Here's a scenario: You don't pay for cable TV, but you love sports. And you hear that ESPN will now let you buy a streaming version of the sports channel. So you sign up, for $30 a month.

And here's an alternate scenario: You pay upward of $100 a month for cable TV, but you're really only doing that so you can watch sports. So when stand-alone ESPN comes along, you drop your cable subscription and move to ESPN's $30-a-month plan.

Both of these scenarios are good for ESPN's owner, Disney.

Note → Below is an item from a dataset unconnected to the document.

//! Distance matrices.
//!
//! Provides a dense, possibly asymmetric distance matrix for tour problems.

mod matrix;

pub use matrix::DistanceMatrix;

Either way, the company gets a monthly subscription fee from you.

But for now, Disney has to maintain in public that it's really interested in the first scenario.

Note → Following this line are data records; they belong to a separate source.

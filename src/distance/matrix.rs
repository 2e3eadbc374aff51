//! Dense distance matrix.

use crate::error::{GraspError, Result};
use crate::models::Point;

/// Row-major n×n distances between cities, `get(i, j)` being the cost of
/// travelling from `i` to `j`.
///
/// Entries need not be symmetric. The validating constructors reject
/// non-square grids and negative or non-finite entries.
///
/// # Examples
///
/// ```
/// use u_grasp::distance::DistanceMatrix;
/// use u_grasp::models::Point;
///
/// let dm = DistanceMatrix::from_points(&[Point::new(0.0, 0.0), Point::new(6.0, 8.0)]);
/// assert_eq!(dm.get(1, 0), 10.0);
///
/// let dm = DistanceMatrix::from_rows(&[vec![0.0, 2.0], vec![7.0, 0.0]]).unwrap();
/// assert!(!dm.is_symmetric(1e-9));
/// ```
#[derive(Debug, Clone)]
pub struct DistanceMatrix {
    data: Vec<f64>,
    size: usize,
}

impl DistanceMatrix {
    /// All-zero matrix over `size` cities.
    pub fn new(size: usize) -> Self {
        Self {
            data: vec![0.0; size * size],
            size,
        }
    }

    /// Euclidean distances between `points`.
    pub fn from_points(points: &[Point]) -> Self {
        let mut dm = Self::new(points.len());
        for (i, a) in points.iter().enumerate() {
            for (j, b) in points.iter().enumerate().skip(i + 1) {
                let d = a.distance_to(b);
                dm.set(i, j, d);
                dm.set(j, i, d);
            }
        }
        dm
    }

    /// Wraps a flat row-major grid of `size * size` entries.
    ///
    /// # Errors
    ///
    /// [`GraspError::InvalidInput`] on a length mismatch or a negative or
    /// non-finite entry.
    pub fn from_data(size: usize, data: Vec<f64>) -> Result<Self> {
        if data.len() != size * size {
            return Err(GraspError::InvalidInput(format!(
                "expected {} entries for {size} cities, got {}",
                size * size,
                data.len()
            )));
        }
        if let Some(k) = data.iter().position(|d| !d.is_finite() || *d < 0.0) {
            return Err(GraspError::InvalidInput(format!(
                "distance ({}, {}) = {} is not a finite nonnegative number",
                k / size,
                k % size,
                data[k]
            )));
        }
        Ok(Self { data, size })
    }

    /// Builds the matrix from explicit rows.
    ///
    /// # Errors
    ///
    /// [`GraspError::InvalidInput`] if there are no rows, a row's length
    /// differs from the row count, or an entry is rejected by
    /// [`from_data`](Self::from_data).
    pub fn from_rows(rows: &[Vec<f64>]) -> Result<Self> {
        let n = rows.len();
        if n == 0 {
            return Err(GraspError::InvalidInput(
                "distance matrix has no rows".into(),
            ));
        }
        if let Some((i, row)) = rows.iter().enumerate().find(|(_, r)| r.len() != n) {
            return Err(GraspError::InvalidInput(format!(
                "distance matrix must be square: row {i} has {} entries, expected {n}",
                row.len()
            )));
        }
        Self::from_data(n, rows.concat())
    }

    /// Distance from `from` to `to`. Panics on an out-of-range index.
    #[inline]
    pub fn get(&self, from: usize, to: usize) -> f64 {
        self.data[from * self.size + to]
    }

    pub fn set(&mut self, from: usize, to: usize, distance: f64) {
        self.data[from * self.size + to] = distance;
    }

    /// Number of cities.
    pub fn size(&self) -> usize {
        self.size
    }

    /// Distances leaving `from`.
    pub fn row(&self, from: usize) -> &[f64] {
        let start = from * self.size;
        &self.data[start..start + self.size]
    }

    /// Whether `get(i, j)` and `get(j, i)` agree within `tol` for every pair.
    pub fn is_symmetric(&self, tol: f64) -> bool {
        (0..self.size).all(|i| {
            (i + 1..self.size).all(|j| (self.get(i, j) - self.get(j, i)).abs() <= tol)
        })
    }

    /// The `k` cities closest to `from` by raw row distance.
    ///
    /// `from` itself takes part in the ranking (its own distance is usually
    /// zero). Ties go to the lower index.
    pub fn nearest(&self, from: usize, k: usize) -> Vec<usize> {
        let row = self.row(from);
        let mut order: Vec<usize> = (0..self.size).collect();
        order.sort_by(|&a, &b| row[a].total_cmp(&row[b]).then(a.cmp(&b)));
        order.truncate(k.min(self.size));
        order
    }
}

"Our priority is looking at the 60 million-plus people that are on the sidelines," ESPN's boss, Jimmy Pitaro, said at a launch event Tuesday morning — referring to the pool of people who don't have a TV subscription.

But the truth is that both ESPN and the rest of the TV industry know there are people who might stop getting cable TV once they can just get ESPN. Which means they know the new service could help speed up the erosion of the cable TV industry.

And that also explains why this launch announcement — the service itself will come online sometime in late summer, in time for the NFL season — is taking place in 2025. Even though there's been intense speculation for a decade about a streaming-only version of ESPN.

That's because Disney, along with other TV network operators, has spent years trying to keep a foot in each canoe: offering some of its best programming on digital-only services like Disney+ and ESPN+, while keeping other core offerings on its traditional networks, like ABC and ESPN.

Because while old-time TV networks are fading away, they still generate meaningful revenue and profits for Disney and every other cable TV owner.

So in 2015, when Disney CEO Bob Iger first freaked out the industry by acknowledging ESPN's subscription base was starting to shrink, the company was loath to move to an ESPN-only option.

Fast-forward to the present: It's now commonplace for big cable channels like HBO to sell their programming as stand-alone streaming services. And the companies that own traditional cable channels are trying to figure out how to get rid of most of them. See, for instance, Comcast's plans to jettison most of its cable properties into a separate company, and Warner Bros. Discovery maneuvering so it can do the same.